#### Data records
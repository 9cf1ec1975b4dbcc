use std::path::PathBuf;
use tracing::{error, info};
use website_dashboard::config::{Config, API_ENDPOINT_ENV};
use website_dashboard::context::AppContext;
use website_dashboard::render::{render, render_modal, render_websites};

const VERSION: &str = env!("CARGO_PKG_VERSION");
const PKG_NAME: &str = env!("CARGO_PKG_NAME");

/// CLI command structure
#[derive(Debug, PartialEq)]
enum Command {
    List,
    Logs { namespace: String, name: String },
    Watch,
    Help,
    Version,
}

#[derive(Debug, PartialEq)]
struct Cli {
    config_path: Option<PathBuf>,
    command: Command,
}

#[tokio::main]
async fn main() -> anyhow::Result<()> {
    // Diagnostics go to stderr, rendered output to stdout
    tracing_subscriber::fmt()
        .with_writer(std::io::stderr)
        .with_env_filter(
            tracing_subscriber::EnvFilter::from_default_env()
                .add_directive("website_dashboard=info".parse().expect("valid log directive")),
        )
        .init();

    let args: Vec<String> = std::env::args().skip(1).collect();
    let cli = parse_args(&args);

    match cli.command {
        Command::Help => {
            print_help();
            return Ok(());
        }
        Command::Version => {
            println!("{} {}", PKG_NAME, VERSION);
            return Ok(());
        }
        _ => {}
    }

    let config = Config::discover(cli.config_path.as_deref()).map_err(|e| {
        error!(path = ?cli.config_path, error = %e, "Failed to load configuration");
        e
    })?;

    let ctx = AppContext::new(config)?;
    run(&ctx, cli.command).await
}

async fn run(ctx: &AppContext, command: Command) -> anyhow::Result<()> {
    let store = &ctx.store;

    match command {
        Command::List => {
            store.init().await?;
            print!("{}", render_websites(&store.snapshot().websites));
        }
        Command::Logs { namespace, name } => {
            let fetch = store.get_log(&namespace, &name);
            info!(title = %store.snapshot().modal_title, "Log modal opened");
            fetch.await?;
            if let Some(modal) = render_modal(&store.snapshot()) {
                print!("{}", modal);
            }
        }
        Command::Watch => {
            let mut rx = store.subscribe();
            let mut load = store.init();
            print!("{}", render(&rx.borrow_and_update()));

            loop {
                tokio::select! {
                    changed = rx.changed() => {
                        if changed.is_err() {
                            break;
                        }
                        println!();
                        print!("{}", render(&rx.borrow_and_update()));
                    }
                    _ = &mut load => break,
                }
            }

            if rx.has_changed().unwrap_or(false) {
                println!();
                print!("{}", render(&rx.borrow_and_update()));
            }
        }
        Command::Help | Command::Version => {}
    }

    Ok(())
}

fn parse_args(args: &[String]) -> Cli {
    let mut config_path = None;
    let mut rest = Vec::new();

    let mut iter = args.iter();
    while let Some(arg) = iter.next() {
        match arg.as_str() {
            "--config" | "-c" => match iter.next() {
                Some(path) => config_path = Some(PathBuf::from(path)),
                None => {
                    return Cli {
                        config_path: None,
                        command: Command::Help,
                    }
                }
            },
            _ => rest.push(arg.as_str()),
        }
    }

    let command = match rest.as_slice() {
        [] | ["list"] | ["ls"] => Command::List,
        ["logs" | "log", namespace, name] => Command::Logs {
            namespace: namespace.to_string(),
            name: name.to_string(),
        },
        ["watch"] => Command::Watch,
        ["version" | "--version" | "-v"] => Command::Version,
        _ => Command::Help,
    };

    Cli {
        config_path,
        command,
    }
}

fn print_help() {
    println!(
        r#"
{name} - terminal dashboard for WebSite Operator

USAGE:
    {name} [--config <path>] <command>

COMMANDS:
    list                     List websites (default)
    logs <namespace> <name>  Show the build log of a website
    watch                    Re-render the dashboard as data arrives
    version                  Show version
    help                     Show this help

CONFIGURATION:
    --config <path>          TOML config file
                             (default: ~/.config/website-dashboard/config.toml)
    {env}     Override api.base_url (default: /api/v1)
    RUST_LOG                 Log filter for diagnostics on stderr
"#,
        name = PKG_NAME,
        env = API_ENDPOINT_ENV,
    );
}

#### Activity
Copy the records above, keeping each line identical.

#### Completed exercise
repository 9cf1ec1975b4dbcc
use std::path::PathBuf;
use tracing::{error, info};
use website_dashboard::config::{Config, API_ENDPOINT_ENV};
use website_dashboard::context::AppContext;
use website_dashboard::render::{render, render_modal, render_websites};

const VERSION: &str = env!("CARGO_PKG_VERSION");
const PKG_NAME: &str = env!("CARGO_PKG_NAME");

/// CLI command structure
#[derive(Debug, PartialEq)]
enum Command {
    List,
    Logs { namespace: String, name: String },
    Watch,
    Help,
    Version,
}

#[derive(Debug, PartialEq)]
struct Cli {
    config_path: Option<PathBuf>,
    command: Command,
}

#[tokio::main]
async fn main() -> anyhow::Result<()> {
    // Diagnostics go to stderr, rendered output to stdout
    tracing_subscriber::fmt()
        .with_writer(std::io::stderr)
        .with_env_filter(
            tracing_subscriber::EnvFilter::from_default_env()
                .add_directive("website_dashboard=info".parse().expect("valid log directive")),
        )
        .init();

    let args: Vec<String> = std::env::args().skip(1).collect();
    let cli = parse_args(&args);

    match cli.command {
        Command::Help => {
            print_help();
            return Ok(());
        }
        Command::Version => {
            println!("{} {}", PKG_NAME, VERSION);
            return Ok(());
        }
        _ => {}
    }

    let config = Config::discover(cli.config_path.as_deref()).map_err(|e| {
        error!(path = ?cli.config_path, error = %e, "Failed to load configuration");
        e
    })?;

    let ctx = AppContext::new(config)?;
    run(&ctx, cli.command).await
}

async fn run(ctx: &AppContext, command: Command) -> anyhow::Result<()> {
    let store = &ctx.store;

    match command {
        Command::List => {
            store.init().await?;
            print!("{}", render_websites(&store.snapshot().websites));
        }
        Command::Logs { namespace, name } => {
            let fetch = store.get_log(&namespace, &name);
            info!(title = %store.snapshot().modal_title, "Log modal opened");
            fetch.await?;
            if let Some(modal) = render_modal(&store.snapshot()) {
                print!("{}", modal);
            }
        }
        Command::Watch => {
            let mut rx = store.subscribe();
            let mut load = store.init();
            print!("{}", render(&rx.borrow_and_update()));

            loop {
                tokio::select! {
                    changed = rx.changed() => {
                        if changed.is_err() {
                            break;
                        }
                        println!();
                        print!("{}", render(&rx.borrow_and_update()));
                    }
                    _ = &mut load => break,
                }
            }

            if rx.has_changed().unwrap_or(false) {
                println!();
                print!("{}", render(&rx.borrow_and_update()));
            }
        }
        Command::Help | Command::Version => {}
    }

    Ok(())
}

fn parse_args(args: &[String]) -> Cli {
    let mut config_path = None;
    let mut rest = Vec::new();

    let mut iter = args.iter();
    while let Some(arg) = iter.next() {
        match arg.as_str() {
            "--config" | "-c" => match iter.next() {
                Some(path) => config_path = Some(PathBuf::from(path)),
                None => {
                    return Cli {
                        config_path: None,
                        command: Command::Help,
                    }
                }
            },
            _ => rest.push(arg.as_str()),
        }
    }

    let command = match rest.as_slice() {
        [] | ["list"] | ["ls"] => Command::List,
        ["logs" | "log", namespace, name] => Command::Logs {
            namespace: namespace.to_string(),
            name: name.to_string(),
        },
        ["watch"] => Command::Watch,
        ["version" | "--version" | "-v"] => Command::Version,
        _ => Command::Help,
    };

    Cli {
        config_path,
        command,
    }
}

fn print_help() {
    println!(
        r#"
{name} - terminal dashboard for WebSite Operator

USAGE:
    {name} [--config <path>] <command>

COMMANDS:
    list                     List websites (default)
    logs <namespace> <name>  Show the build log of a website
    watch                    Re-render the dashboard as data arrives
    version                  Show version
    help                     Show this help

CONFIGURATION:
    --config <path>          TOML config file
                             (default: ~/.config/website-dashboard/config.toml)
    {env}     Override api.base_url (default: /api/v1)
    RUST_LOG                 Log filter for diagnostics on stderr
"#,
        name = PKG_NAME,
        env = API_ENDPOINT_ENV,
    );
}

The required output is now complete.